In order to mitigate this situation a number of measures were put in place. A new water monitoring system was installed that allowed citizens to access real-time data on water quality via the Internet at the city’s public engagement website oasis.seoul.go.kr. Water quality inspectors were dispatched who visited houses free of charge. They inspected and provided quality assessments on the tap water. To build trust and confidence in the water system citizens were able participate in online assessment of the water quality. As a result, citizen’s confidence levels have risen, and a 20% increase in tap water consumption and greater conservation of ground water was observed. (opengovguide, 2009)
Another examples is California. The state is currently experiencing one of the worst droughts on record. Access however to water data still remains difficult; data is collected by hundreds of organizations and agencies across state, with no common infrastructure to share this data. In order to identify current water resource issues and create sustainable solutions improving access to data and enabling open exchange of water information are vital actions.
To mitigate the effects of drought Agencies and organizations came together and created a platform that tracks the state of CA’s reservoirs.
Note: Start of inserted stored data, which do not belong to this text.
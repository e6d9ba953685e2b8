// Path: crates/marionette-drivers/src/gui/vision.rs

use anyhow::{anyhow, Result};
use async_trait::async_trait;
use base64::Engine;
use image::codecs::jpeg::JpegEncoder;
use image::imageops::FilterType;
use image::{DynamicImage, RgbaImage};
use marionette_api::ScreenshotProvider;
use marionette_telemetry::{operator_metrics, time::Timer};
use marionette_types::app::{BackendKind, ScreenGeometry, ScreenshotOutput, Size};
use marionette_types::error::OperatorError;
use std::path::Path;
use std::process::{Command, Stdio};
use std::time::Duration;
use wait_timeout::ChildExt;
use xcap::Monitor;

/// One display as reported by the OS, paired with its capture geometry.
#[derive(Debug, Clone, PartialEq)]
pub struct CaptureSource {
    pub display_id: String,
    pub is_primary: bool,
    pub geometry: ScreenGeometry,
}

impl CaptureSource {
    fn from_monitor(monitor: &Monitor) -> Self {
        let display_id = monitor.id().to_string();
        let reported = Size::new(monitor.width(), monitor.height());
        let scale = monitor.scale_factor() as f64;
        // xcap reports points on macOS and device pixels elsewhere.
        let geometry = if cfg!(target_os = "macos") {
            ScreenGeometry::from_logical(reported, scale, display_id.clone())
        } else {
            ScreenGeometry::from_physical(reported, scale, display_id.clone())
        };
        Self {
            display_id,
            is_primary: monitor.is_primary(),
            geometry,
        }
    }
}

/// Picks the source whose id equals the primary display's id, falling back to
/// the first source. `None` only when there are no sources at all.
pub fn select_source(sources: &[CaptureSource]) -> Option<usize> {
    if sources.is_empty() {
        return None;
    }
    let primary_id = sources
        .iter()
        .find(|s| s.is_primary)
        .map(|s| s.display_id.as_str());
    let exact = primary_id.and_then(|id| sources.iter().position(|s| s.display_id == id));
    if exact.is_none() {
        tracing::debug!(target: "operator", "No primary capture source, using the first display");
    }
    Some(exact.unwrap_or(0))
}

/// Resizes a raw frame to the display's physical size and encodes it as JPEG.
///
/// Capture back-ends may rasterize at logical resolution; downstream
/// coordinate math is in physical pixels, so the returned bytes always match
/// `geometry.physical_size`.
pub fn encode_frame(frame: RgbaImage, geometry: &ScreenGeometry, quality: u8) -> Result<Vec<u8>> {
    let target = geometry.physical_size;
    let frame = if frame.width() != target.width || frame.height() != target.height {
        tracing::debug!(
            target: "operator",
            raw_width = frame.width(),
            raw_height = frame.height(),
            width = target.width,
            height = target.height,
            "Resizing capture to physical size"
        );
        image::imageops::resize(&frame, target.width, target.height, FilterType::Triangle)
    } else {
        frame
    };

    let rgb = DynamicImage::ImageRgba8(frame).to_rgb8();
    let mut bytes: Vec<u8> = Vec::new();
    DynamicImage::ImageRgb8(rgb)
        .write_with_encoder(JpegEncoder::new_with_quality(&mut bytes, quality))
        .map_err(|e| anyhow!("Failed to encode screenshot: {}", e))?;
    Ok(bytes)
}

/// Provides visual context to the model from the local desktop.
#[derive(Debug, Clone)]
pub struct LocalScreenCapture {
    jpeg_quality: u8,
    fallback_timeout: Duration,
}

impl LocalScreenCapture {
    pub fn new(jpeg_quality: u8, fallback_timeout: Duration) -> Self {
        Self {
            jpeg_quality,
            fallback_timeout,
        }
    }

    /// Captures the primary display. Returns JPEG bytes and the geometry they match.
    pub fn capture_primary(&self) -> Result<(Vec<u8>, ScreenGeometry)> {
        let monitors = Monitor::all().unwrap_or_else(|e| {
            tracing::warn!(target: "operator", error = %e, "Failed to list monitors");
            Vec::new()
        });
        let sources: Vec<CaptureSource> = monitors.iter().map(CaptureSource::from_monitor).collect();

        let Some(index) = select_source(&sources) else {
            tracing::warn!(target: "operator", "No capture sources, using the platform screenshot command");
            return self.capture_fallback();
        };
        let (Some(monitor), Some(source)) = (monitors.get(index), sources.get(index)) else {
            return self.capture_fallback();
        };

        let frame = monitor
            .capture_image()
            .map_err(|e| anyhow!("Screen capture failed: {}", e))?;
        let bytes = encode_frame(frame, &source.geometry, self.jpeg_quality)?;
        Ok((bytes, source.geometry.clone()))
    }

    /// Best-effort full-screen capture through the platform's screenshot tool.
    /// The resolution may differ from the xcap path; geometry is taken from
    /// the captured file with a scale factor of 1.
    fn capture_fallback(&self) -> Result<(Vec<u8>, ScreenGeometry)> {
        let dir = tempfile::tempdir()?;
        let path = dir.path().join("screen.png");
        let mut captured = false;
        for (program, args) in fallback_commands(&path) {
            match run_with_timeout(program, &args, self.fallback_timeout) {
                Ok(()) if path.exists() => {
                    captured = true;
                    break;
                }
                Ok(()) => {}
                Err(e) => {
                    tracing::debug!(target: "operator", program, error = %e, "Fallback capture command failed");
                }
            }
        }
        if !captured {
            return Err(anyhow!("No capture source and no platform screenshot command succeeded"));
        }

        let frame = image::open(&path)
            .map_err(|e| anyhow!("Failed to decode fallback capture: {}", e))?
            .to_rgba8();
        let geometry = ScreenGeometry::from_physical(
            Size::new(frame.width(), frame.height()),
            1.0,
            "fallback",
        );
        let bytes = encode_frame(frame, &geometry, self.jpeg_quality)?;
        Ok((bytes, geometry))
    }
}

fn fallback_commands(path: &Path) -> Vec<(&'static str, Vec<String>)> {
    let out = path.display().to_string();
    if cfg!(target_os = "macos") {
        vec![("screencapture", vec!["-x".into(), "-t".into(), "png".into(), out])]
    } else if cfg!(target_os = "linux") {
        vec![
            ("grim", vec![out.clone()]),
            ("import", vec!["-window".into(), "root".into(), out]),
        ]
    } else {
        Vec::new()
    }
}

fn run_with_timeout(program: &str, args: &[String], timeout: Duration) -> Result<()> {
    let mut child = Command::new(program)
        .args(args)
        .stdout(Stdio::null())
        .stderr(Stdio::null())
        .spawn()
        .map_err(|e| anyhow!("Failed to spawn '{}': {}", program, e))?;

    match child.wait_timeout(timeout)? {
        Some(status) if status.success() => Ok(()),
        Some(status) => Err(anyhow!("'{}' exited with {}", program, status)),
        None => {
            child.kill()?;
            child.wait()?;
            Err(anyhow!("'{}' timed out after {:?}", program, timeout))
        }
    }
}

#[async_trait]
impl ScreenshotProvider for LocalScreenCapture {
    async fn capture(&self) -> Result<ScreenshotOutput, OperatorError> {
        let _timer = Timer::new(operator_metrics(), BackendKind::Local.as_str());
        let this = self.clone();
        let op = move || {
            this.capture_primary()
                .map_err(|e| OperatorError::Capture(e.to_string()))
        };

        // Offload to a blocking thread when a Tokio runtime is available.
        let (bytes, geometry) = if let Ok(handle) = tokio::runtime::Handle::try_current() {
            handle
                .spawn_blocking(op)
                .await
                .map_err(|e| OperatorError::Capture(format!("Task join error: {}", e)))??
        } else {
            op()?
        };

        Ok(ScreenshotOutput {
            base64_image: base64::engine::general_purpose::STANDARD.encode(bytes),
            scale_factor: geometry.scale_factor,
            geometry,
        })
    }
}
It provides near-real time updates based on data provided by a number of stakeholders, such as U.S. Drought Monitor, U.S. Bureau of Reclamation, U.S. Army Corps of Engineers, and more; reservoir data accessed from the CA Data Exchange.
The website intends to act as a “toolbox” for key decision makers when it comes to decisions regarding water use, providing them with valuable water data gathered into and visualized as a storyline that expresses the complexity of water management in a more comprehensible and interactive manner. (USGS, 2016)
We, however, don’t need to go far for data in the water industry. The UK water sector is estimated to hold around 1% of all data in Europe. Among these datasets, often hidden and poorly exploited are patterns, trends and anomalies that could offer solutions to many of the challenges faced by water companies, from better understanding customer behaviour to system optimization and much more. This data if often only big data, not smart data, and thus these patterns and trends, and invaluable information remains undetected and untapped. (utilityweek, 2015)
One of the companies, in the UK, taking the available data on water and weather and developing a useful tool out of it is Shoothill. Shoothill developed a live flood map, giving users in England, Wales & Scotland personalised and detailed, mapped flood warnings and alerts.
Users of FloodAlerts can monitor at-risk areas around their homes, or even set up warnings if travel routes they need to use to get to work could be affected. Warnings related to their monitored areas are then emailed or posted to a user’s Facebook wall using live open data from the Environment Agency.
Water information is highly sought after by a wide range of end users, both within government and business as well as by the public. Water touches virtually all social and environmental areas and there is a multidisciplinary knowledge in this field.
Open Data practices in the water industry are known to increase citizen’s stewardship of the precious water resources and augments water treatment and provision services. It has the potential to move the water industry towards system’s interconnectedness providing answers and solutions to water resilience problems.